* [RECORDS SUPPLIED]:
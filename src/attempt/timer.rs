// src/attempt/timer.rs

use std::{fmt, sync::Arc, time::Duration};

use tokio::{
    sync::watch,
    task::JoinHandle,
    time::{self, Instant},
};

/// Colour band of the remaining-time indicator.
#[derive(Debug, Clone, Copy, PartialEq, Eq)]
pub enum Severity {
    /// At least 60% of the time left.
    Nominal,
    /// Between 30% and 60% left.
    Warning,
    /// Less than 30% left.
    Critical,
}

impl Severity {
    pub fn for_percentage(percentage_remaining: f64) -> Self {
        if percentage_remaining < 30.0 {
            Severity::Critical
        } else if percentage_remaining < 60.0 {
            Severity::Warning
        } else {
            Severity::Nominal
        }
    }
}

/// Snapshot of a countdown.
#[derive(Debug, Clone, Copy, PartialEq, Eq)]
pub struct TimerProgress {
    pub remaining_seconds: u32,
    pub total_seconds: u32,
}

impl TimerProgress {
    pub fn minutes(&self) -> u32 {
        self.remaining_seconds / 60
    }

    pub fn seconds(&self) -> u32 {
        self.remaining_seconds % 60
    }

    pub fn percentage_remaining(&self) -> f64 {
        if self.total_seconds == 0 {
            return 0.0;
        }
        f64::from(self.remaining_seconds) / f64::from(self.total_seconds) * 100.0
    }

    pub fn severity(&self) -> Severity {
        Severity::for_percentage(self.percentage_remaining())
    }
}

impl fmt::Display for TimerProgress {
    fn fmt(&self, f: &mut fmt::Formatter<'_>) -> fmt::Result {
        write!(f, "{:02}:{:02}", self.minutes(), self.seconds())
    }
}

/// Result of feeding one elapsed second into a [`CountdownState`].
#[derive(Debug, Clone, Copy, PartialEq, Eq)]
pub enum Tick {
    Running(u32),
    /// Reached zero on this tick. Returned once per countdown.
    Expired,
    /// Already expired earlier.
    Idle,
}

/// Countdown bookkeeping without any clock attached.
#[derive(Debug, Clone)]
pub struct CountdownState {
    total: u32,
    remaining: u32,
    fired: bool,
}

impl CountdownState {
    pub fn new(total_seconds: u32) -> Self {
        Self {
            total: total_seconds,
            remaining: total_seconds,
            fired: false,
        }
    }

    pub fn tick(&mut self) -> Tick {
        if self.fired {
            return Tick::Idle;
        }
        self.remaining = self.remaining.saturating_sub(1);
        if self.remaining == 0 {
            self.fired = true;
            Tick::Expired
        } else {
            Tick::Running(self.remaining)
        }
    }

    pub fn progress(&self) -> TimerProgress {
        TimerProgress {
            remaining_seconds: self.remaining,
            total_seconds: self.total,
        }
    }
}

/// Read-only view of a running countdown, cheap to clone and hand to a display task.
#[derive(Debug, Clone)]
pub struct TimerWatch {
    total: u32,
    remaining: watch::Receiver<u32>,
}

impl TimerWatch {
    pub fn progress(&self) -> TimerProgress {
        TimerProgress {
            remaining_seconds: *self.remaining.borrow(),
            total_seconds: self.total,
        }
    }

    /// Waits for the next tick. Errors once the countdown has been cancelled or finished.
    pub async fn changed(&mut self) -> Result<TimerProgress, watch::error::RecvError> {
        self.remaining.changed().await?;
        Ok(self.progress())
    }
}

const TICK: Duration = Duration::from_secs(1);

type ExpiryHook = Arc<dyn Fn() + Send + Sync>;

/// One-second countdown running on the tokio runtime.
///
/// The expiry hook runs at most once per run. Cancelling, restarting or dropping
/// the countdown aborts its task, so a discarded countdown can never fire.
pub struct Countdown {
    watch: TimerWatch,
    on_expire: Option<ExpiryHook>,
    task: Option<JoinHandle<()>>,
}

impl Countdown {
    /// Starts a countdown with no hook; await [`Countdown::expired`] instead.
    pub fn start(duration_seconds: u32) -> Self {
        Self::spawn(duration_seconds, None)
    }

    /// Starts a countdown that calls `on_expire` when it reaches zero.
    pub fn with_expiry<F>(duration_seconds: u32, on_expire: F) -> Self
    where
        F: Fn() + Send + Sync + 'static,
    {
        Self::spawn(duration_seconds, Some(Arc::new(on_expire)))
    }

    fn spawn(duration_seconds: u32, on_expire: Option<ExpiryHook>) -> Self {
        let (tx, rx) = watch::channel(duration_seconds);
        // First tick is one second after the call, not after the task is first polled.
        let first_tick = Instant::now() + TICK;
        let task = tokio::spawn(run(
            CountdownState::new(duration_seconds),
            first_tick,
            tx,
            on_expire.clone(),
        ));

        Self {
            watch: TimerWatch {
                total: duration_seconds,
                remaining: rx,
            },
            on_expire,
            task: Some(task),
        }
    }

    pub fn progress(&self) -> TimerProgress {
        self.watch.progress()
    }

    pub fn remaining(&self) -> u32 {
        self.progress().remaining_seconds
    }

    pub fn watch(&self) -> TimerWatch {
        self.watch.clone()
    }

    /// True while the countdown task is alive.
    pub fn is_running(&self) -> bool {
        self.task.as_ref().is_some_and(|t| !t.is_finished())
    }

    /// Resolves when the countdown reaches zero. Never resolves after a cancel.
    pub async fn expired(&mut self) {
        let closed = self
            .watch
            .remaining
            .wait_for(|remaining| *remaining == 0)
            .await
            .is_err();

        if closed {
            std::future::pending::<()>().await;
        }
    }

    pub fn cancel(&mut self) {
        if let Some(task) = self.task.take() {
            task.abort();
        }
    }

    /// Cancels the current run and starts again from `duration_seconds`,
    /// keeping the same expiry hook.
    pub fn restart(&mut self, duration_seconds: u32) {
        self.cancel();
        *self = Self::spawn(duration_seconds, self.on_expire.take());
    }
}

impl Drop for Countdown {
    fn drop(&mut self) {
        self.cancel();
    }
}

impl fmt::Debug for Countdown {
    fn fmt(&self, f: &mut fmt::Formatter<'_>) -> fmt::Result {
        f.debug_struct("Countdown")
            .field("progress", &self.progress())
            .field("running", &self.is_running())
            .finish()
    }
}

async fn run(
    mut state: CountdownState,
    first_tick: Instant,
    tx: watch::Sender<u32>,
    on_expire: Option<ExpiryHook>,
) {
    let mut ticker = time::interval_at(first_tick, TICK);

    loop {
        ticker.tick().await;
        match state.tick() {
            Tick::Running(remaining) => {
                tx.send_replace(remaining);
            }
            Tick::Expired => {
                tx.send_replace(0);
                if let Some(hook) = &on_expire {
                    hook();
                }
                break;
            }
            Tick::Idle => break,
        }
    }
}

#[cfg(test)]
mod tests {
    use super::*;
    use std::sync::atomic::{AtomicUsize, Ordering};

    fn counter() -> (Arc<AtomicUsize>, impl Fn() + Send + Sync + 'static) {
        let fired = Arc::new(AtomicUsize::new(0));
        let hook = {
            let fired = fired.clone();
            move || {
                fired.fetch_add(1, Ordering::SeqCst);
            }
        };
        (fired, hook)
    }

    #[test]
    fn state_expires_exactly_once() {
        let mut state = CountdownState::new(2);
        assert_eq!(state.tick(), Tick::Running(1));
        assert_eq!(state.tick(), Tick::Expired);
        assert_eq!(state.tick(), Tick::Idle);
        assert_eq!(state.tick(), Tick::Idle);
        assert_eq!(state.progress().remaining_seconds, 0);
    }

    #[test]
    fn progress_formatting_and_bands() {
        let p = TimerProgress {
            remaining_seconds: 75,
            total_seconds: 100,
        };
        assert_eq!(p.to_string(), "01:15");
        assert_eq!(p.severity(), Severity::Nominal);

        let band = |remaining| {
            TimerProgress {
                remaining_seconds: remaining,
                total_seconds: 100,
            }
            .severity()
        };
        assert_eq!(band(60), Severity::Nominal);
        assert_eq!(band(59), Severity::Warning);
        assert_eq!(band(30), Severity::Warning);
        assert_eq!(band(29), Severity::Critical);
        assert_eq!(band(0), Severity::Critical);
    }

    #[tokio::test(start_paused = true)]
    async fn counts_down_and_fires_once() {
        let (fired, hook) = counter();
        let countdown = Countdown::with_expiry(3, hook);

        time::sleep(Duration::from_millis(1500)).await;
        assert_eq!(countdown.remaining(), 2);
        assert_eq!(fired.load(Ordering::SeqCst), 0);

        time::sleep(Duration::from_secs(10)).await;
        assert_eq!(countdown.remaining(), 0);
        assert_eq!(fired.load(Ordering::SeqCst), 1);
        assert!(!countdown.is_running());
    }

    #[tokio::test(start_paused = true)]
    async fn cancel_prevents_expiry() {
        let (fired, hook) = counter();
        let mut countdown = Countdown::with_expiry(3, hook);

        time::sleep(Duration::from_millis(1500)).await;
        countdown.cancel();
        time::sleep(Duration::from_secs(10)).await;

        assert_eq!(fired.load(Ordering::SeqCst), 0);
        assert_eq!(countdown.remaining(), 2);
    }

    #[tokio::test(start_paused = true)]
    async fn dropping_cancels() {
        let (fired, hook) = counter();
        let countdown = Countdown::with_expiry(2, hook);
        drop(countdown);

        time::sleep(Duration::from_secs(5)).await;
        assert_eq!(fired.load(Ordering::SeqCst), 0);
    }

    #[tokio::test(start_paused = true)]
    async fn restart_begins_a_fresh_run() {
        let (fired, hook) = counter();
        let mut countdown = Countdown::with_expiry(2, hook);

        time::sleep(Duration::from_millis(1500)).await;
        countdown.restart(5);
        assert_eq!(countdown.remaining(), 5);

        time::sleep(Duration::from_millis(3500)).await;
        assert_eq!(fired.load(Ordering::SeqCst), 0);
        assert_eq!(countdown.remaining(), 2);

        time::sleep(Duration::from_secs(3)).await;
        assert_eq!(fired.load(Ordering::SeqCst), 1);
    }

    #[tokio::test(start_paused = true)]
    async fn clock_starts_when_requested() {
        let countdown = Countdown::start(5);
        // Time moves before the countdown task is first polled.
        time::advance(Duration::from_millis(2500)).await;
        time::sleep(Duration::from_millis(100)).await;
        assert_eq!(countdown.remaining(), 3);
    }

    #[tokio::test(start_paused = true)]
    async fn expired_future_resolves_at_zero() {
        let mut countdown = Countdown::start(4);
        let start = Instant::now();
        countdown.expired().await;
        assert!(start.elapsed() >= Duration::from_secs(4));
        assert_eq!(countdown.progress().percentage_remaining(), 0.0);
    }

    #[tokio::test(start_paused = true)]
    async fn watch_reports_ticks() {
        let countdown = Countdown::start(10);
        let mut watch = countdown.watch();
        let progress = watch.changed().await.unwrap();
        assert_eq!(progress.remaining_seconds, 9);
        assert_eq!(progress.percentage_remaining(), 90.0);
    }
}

* [PROBLEM REQUIREMENTS]: Wherever the string "TimerWatch" appears in a line of the records, copy that line.

* [SOLUTION TO THIS EXERCISE]:
pub struct TimerWatch {
impl TimerWatch {
    watch: TimerWatch,
            watch: TimerWatch {
    pub fn watch(&self) -> TimerWatch {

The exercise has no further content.